▶ [What you are asked to do]
Go through the data below line by line and count those containing the word "JoinHandle". Reply with the count only.
* * * * *
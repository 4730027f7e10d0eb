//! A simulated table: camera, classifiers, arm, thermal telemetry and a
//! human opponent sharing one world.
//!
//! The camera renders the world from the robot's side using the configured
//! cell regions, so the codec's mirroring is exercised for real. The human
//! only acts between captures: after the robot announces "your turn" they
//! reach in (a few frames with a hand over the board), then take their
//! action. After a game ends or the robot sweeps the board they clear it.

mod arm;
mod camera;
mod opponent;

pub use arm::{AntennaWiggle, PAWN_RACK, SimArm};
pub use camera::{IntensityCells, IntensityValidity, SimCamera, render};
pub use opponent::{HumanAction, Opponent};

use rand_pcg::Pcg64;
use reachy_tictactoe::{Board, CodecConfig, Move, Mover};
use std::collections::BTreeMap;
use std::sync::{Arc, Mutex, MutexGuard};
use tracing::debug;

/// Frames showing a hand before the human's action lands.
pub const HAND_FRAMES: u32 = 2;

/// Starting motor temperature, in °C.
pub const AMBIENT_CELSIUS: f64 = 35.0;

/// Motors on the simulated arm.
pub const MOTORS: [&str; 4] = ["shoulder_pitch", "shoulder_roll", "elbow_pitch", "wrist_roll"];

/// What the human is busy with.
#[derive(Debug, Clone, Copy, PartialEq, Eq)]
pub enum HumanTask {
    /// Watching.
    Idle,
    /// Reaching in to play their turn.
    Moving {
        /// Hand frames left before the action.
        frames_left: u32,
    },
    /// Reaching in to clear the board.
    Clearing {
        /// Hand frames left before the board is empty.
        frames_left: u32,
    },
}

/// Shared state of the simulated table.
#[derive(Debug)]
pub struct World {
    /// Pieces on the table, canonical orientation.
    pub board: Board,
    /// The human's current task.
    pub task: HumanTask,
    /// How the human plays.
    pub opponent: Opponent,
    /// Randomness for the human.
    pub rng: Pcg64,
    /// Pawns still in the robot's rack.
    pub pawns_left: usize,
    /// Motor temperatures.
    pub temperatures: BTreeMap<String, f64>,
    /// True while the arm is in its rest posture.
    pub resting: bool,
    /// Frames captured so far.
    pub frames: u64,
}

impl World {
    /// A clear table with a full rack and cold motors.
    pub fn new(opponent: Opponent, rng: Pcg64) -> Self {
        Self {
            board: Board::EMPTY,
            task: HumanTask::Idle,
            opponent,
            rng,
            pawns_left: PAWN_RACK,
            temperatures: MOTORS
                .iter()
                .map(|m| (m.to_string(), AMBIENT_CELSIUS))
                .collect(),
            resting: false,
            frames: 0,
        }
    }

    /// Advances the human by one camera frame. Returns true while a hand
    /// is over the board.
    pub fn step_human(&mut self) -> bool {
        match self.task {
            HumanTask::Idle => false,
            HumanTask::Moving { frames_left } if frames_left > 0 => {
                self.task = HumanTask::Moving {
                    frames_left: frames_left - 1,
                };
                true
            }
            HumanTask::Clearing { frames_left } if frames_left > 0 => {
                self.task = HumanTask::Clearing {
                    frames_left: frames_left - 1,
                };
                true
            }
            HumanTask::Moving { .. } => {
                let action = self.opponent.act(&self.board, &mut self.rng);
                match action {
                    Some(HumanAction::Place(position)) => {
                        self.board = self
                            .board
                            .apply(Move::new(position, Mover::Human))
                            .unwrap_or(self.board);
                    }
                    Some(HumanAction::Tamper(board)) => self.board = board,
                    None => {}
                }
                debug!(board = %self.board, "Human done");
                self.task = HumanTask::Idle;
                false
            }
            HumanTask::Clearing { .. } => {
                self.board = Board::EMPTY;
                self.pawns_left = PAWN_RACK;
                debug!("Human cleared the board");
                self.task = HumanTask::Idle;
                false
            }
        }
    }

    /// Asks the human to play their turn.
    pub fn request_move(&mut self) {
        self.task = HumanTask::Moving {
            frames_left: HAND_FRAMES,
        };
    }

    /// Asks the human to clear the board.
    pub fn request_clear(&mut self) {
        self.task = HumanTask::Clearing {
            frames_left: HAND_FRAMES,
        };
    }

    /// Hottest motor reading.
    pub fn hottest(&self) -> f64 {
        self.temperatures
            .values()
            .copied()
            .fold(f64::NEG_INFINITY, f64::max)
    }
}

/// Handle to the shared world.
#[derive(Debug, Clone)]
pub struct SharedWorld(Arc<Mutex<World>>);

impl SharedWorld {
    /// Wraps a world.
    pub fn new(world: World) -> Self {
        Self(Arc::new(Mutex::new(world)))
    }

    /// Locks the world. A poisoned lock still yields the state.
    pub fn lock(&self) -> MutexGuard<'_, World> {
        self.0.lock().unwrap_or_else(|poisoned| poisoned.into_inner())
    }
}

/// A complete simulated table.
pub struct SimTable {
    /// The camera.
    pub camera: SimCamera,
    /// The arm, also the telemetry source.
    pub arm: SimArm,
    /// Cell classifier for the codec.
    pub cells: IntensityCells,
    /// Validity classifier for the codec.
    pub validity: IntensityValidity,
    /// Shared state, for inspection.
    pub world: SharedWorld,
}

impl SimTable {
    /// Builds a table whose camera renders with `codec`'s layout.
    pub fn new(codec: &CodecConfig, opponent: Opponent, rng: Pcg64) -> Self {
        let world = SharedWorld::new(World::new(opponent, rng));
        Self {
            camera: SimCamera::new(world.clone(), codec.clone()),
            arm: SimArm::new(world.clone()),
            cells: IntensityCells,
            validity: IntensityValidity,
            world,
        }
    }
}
* * * * *
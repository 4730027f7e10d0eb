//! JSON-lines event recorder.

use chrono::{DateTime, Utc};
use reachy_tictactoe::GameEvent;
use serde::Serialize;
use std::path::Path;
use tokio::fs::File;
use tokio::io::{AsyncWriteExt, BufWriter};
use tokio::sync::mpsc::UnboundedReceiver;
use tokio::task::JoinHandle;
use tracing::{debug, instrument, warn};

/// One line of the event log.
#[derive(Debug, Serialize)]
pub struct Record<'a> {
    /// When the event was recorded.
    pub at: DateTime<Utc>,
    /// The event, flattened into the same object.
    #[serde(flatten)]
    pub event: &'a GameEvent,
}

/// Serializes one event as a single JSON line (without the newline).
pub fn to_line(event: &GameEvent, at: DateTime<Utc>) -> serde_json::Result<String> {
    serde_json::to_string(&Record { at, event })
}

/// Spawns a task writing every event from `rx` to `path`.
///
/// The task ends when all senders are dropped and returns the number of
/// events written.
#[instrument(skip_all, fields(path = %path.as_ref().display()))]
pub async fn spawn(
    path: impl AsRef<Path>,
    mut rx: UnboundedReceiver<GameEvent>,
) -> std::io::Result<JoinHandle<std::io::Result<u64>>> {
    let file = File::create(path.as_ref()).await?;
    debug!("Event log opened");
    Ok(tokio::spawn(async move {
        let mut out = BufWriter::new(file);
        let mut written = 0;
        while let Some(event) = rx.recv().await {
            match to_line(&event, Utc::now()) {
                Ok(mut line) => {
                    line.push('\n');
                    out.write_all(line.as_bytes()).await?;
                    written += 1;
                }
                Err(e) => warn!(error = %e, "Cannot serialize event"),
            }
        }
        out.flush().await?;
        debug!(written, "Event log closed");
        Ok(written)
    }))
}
* * * * *
▶ [Solution below]
2